Where should I put convert time funtion to access it in several controllers?

I have a function like this to convert DateTime.

private static string ToRelativeDate(DateTime dateTime)
{
var timeSpan = DateTime.Now - dateTime;

if (timeSpan <= TimeSpan.FromSeconds(60))
return timeSpan.Seconds > 5 ? string.Format("{0} sekunder sedan", timeSpan.Seconds) : "Precis nu";

if (timeSpan <= TimeSpan.FromMinutes(60))
return timeSpan.Minutes > 1 ? String.Format("{0} minuter sedan", timeSpan.Minutes) : "minut sedan";

if (timeSpan <= TimeSpan.FromHours(24))
return timeSpan.Hours > 1 ? String.Format("{0} timmar sedan", timeSpan.Hours) : "timme sedan";

if (timeSpan <= TimeSpan.FromDays(30))
return timeSpan.Days > 1 ? String.Format("{0} dagar sedan", timeSpan.Days) : "igår";

if (timeSpan <= TimeSpan.FromDays(365))
return timeSpan.Days > 30 ? String.Format("{0} månader sedan", timeSpan.Days / 30) : "månad sedan";

return timeSpan.Days > 365 ? String.Format("{0} år sedan", timeSpan.Days / 365) : "år sedan";
}


I have it in the controller where I use ut right now but I need to use it in multiple controllers. Where should I put it (don't want to duplicate my code) and how can I call it? Guessing it should be in a separated class, but where? My file structure is a standard asp.net MVC project.

Answer

It's something of a matter of opinion, and also a matter of exactly how widely you want to share this code.
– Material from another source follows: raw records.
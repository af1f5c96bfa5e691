use super::*;
use crate::bind::{BoundValue, bind};
use crate::parser::parse;
use crate::test_support::devices;

fn plan_with(text: &str, generation: Generation) -> Plan {
    let catalog = devices();
    let config = EngineConfig::default().with_generation(generation);
    let bound = bind(&parse(text).unwrap(), &catalog, &config).unwrap();
    PredicateCompiler::new(&catalog, &config).plan(&bound)
}

fn check(text: &str, generation: Generation) -> Check {
    match plan_with(text, generation) {
        Plan::Check(check) => check,
        other => panic!("expected a single check, got {other:?}"),
    }
}

fn quantifier(text: &str, generation: Generation) -> Quantifier {
    check(text, generation).quantifier
}

#[test]
fn own_columns() {
    for generation in [Generation::Current, Generation::Legacy] {
        assert_eq!(quantifier("name==a", generation), Quantifier::Holds);
        assert_eq!(quantifier("name!=a", generation), Quantifier::NullOrFails);
        assert_eq!(quantifier("name=out=(a)", generation), Quantifier::NullOrFails);
        assert_eq!(quantifier("name=not=null", generation), Quantifier::Holds);
        assert_eq!(quantifier("name=is=null", generation), Quantifier::NullOrFails);
    }
}

#[test]
fn joined_paths() {
    assert_eq!(quantifier("tag==a", Generation::Current), Quantifier::Any);
    assert_eq!(quantifier("tag==a", Generation::Legacy), Quantifier::Any);
    assert_eq!(quantifier("tag!=a", Generation::Current), Quantifier::NoneHold);
    assert_eq!(quantifier("tag!=a", Generation::Legacy), Quantifier::EmptyOrAnyFails);
    assert_eq!(quantifier("meta.k=out=(a,b)", Generation::Legacy), Quantifier::EmptyOrAnyFails);
    assert_eq!(quantifier("group.name!=a", Generation::Current), Quantifier::NoneHold);
}

#[test]
fn null_checks_on_joined_paths_ignore_generation() {
    for generation in [Generation::Current, Generation::Legacy] {
        assert_eq!(quantifier("tag=is=null", generation), Quantifier::NoneHold);
        assert_eq!(quantifier("tag=not=null", generation), Quantifier::Any);
    }
}

#[test]
fn tests_are_positive() {
    assert_eq!(
        check("name!=a", Generation::Current).test,
        Test::Eq(BoundValue::Text("a".to_string()))
    );
    assert!(matches!(check("name!=a*", Generation::Current).test, Test::Like(_)));
    assert_eq!(
        check("id=lt=3", Generation::Current).test,
        Test::Order(Order::Lt, BoundValue::Integer(3))
    );
    assert_eq!(check("tag=is=null", Generation::Current).test, Test::Present);
}

#[test]
fn empty_string_expands() {
    let Plan::Or(null, empty) = plan_with("name==''", Generation::Current) else {
        panic!("expected a disjunction");
    };
    assert!(matches!(*null, Plan::Check(Check { test: Test::Present, quantifier: Quantifier::NullOrFails, .. })));
    assert!(matches!(*empty, Plan::Check(Check { quantifier: Quantifier::Holds, .. })));

    let Plan::And(present, differs) = plan_with("name!=''", Generation::Current) else {
        panic!("expected a conjunction");
    };
    assert!(matches!(*present, Plan::Check(Check { test: Test::Present, quantifier: Quantifier::Holds, .. })));
    assert!(matches!(*differs, Plan::Check(Check { quantifier: Quantifier::NullOrFails, .. })));

    // Only equality is rewritten.
    let config = EngineConfig::default().with_lexicographic_ordering(true);
    let catalog = devices();
    let bound = bind(&parse("name=gt=''").unwrap(), &catalog, &config).unwrap();
    assert!(matches!(
        PredicateCompiler::new(&catalog, &config).plan(&bound),
        Plan::Check(_)
    ));
}

#[test]
fn order_complement() {
    use std::cmp::Ordering::*;
    for order in [Order::Gt, Order::Ge, Order::Lt, Order::Le] {
        for ordering in [Less, Equal, Greater] {
            assert_ne!(order.holds(ordering), order.complement().holds(ordering));
        }
    }
}
//! Value providers for the in-memory matcher.

use std::collections::HashMap;

use serde_json::{Map, Value};

/// Supplies the values an entity has for a field.
///
/// `field` is the canonical path without the map key (`NAME`, `TAG.name`,
/// `METADATA`); `sub_key` is the map key when there is one. An empty result
/// means the entity has no value.
pub trait FieldValues {
    fn values(&self, field: &str, sub_key: Option<&str>) -> Vec<String>;
}

impl<F> FieldValues for F
where
    F: Fn(&str, Option<&str>) -> Vec<String>,
{
    fn values(&self, field: &str, sub_key: Option<&str>) -> Vec<String> {
        self(field, sub_key)
    }
}

/// Field values held in memory. Paths compare case-insensitively, map keys exactly.
#[derive(Debug, Clone, Default, PartialEq, Eq)]
pub struct FieldValueMap {
    entries: HashMap<(String, Option<String>), Vec<String>>,
}

impl FieldValueMap {
    pub fn new() -> Self {
        Self::default()
    }

    pub fn with(mut self, field: &str, value: impl Into<String>) -> Self {
        self.push(field, None, value.into());
        self
    }

    pub fn with_all<S: Into<String>>(
        mut self,
        field: &str,
        values: impl IntoIterator<Item = S>,
    ) -> Self {
        for value in values {
            self.push(field, None, value.into());
        }
        self
    }

    pub fn with_key(mut self, field: &str, key: &str, value: impl Into<String>) -> Self {
        self.push(field, Some(key), value.into());
        self
    }

    pub fn push(&mut self, field: &str, key: Option<&str>, value: String) {
        self.entries
            .entry(entry_key(field, key))
            .or_default()
            .push(value);
    }

    pub fn is_empty(&self) -> bool {
        self.entries.is_empty()
    }

    /// Load from a JSON object.
    ///
    /// Scalars and arrays of scalars are the values of a field; a nested
    /// object holds map keys. `null` entries are skipped.
    ///
    /// ```json
    /// {"NAME": "edge-1", "TAG.name": ["alpha", "beta"], "METADATA": {"region": "eu"}}
    /// ```
    pub fn from_json(json: &str) -> Result<Self, serde_json::Error> {
        let raw: Map<String, Value> = serde_json::from_str(json)?;
        let mut map = Self::new();
        for (field, value) in &raw {
            match value {
                Value::Object(keys) => {
                    for (key, value) in keys {
                        map.push_json(field, Some(key), value);
                    }
                }
                value => map.push_json(field, None, value),
            }
        }
        Ok(map)
    }

    fn push_json(&mut self, field: &str, key: Option<&str>, value: &Value) {
        match value {
            Value::Array(items) => {
                for item in items {
                    self.push_json(field, key, item);
                }
            }
            Value::Null | Value::Object(_) => {}
            Value::String(text) => self.push(field, key, text.clone()),
            scalar => self.push(field, key, scalar.to_string()),
        }
    }
}

impl FieldValues for FieldValueMap {
    fn values(&self, field: &str, sub_key: Option<&str>) -> Vec<String> {
        self.entries
            .get(&entry_key(field, sub_key))
            .cloned()
            .unwrap_or_default()
    }
}

fn entry_key(field: &str, key: Option<&str>) -> (String, Option<String>) {
    (field.to_uppercase(), key.map(str::to_string))
}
The simplest option is to put it into another class. In an MVC project, you have the option to put this file anywhere, but convention suggests you either put it in the "Models" folder, or, since it's not strictly a model but a utility function, you could create a new folder for "Utility" code. The class could look like this:

public class DateUtils
{
  public static string ToRelativeDate(DateTime dateTime)
  {
    //your code here
  }
}

Then in your controller, you can simply write:

string result = DateUtils.ToRelativeDateTime(myDateTimeVar);

(N.B. If you have put your class in a different namespace than the controller, then you'll need to include the namespace at the top of the controller class with a using statement.)

If you want to share this and other generic functionality more widely, for instance so that you can easily re-use it in other applications, you could make an entirely separate VS project for it and then include that in your solution and reference it in the MVC project. That way you can include the same functionality in other solutions in future without duplicating the files.

The last option I will suggest is to compile that project into a NuGet package (which you can either share to the world online at nuget.org, or just put on an internal file share for your own/your team's use). That way you can maintain multiple versions in different solutions if necessary (and work on new versions without affecting other development work), plus it gives you an easy way to manage how you include re-usable code in your applications.

The concept of code re-use is essentially the same no matter what scale you are at - you abstract and separate the code out to the level you think necessary for all the scenarios you can envisage it might be used, and then share it using the simplest method that will allow it to (securely) reach all the people who might need it. You aim to write it once, and maintain it/version it in one place in your source control, without copy/pasting multiple identical files around the place.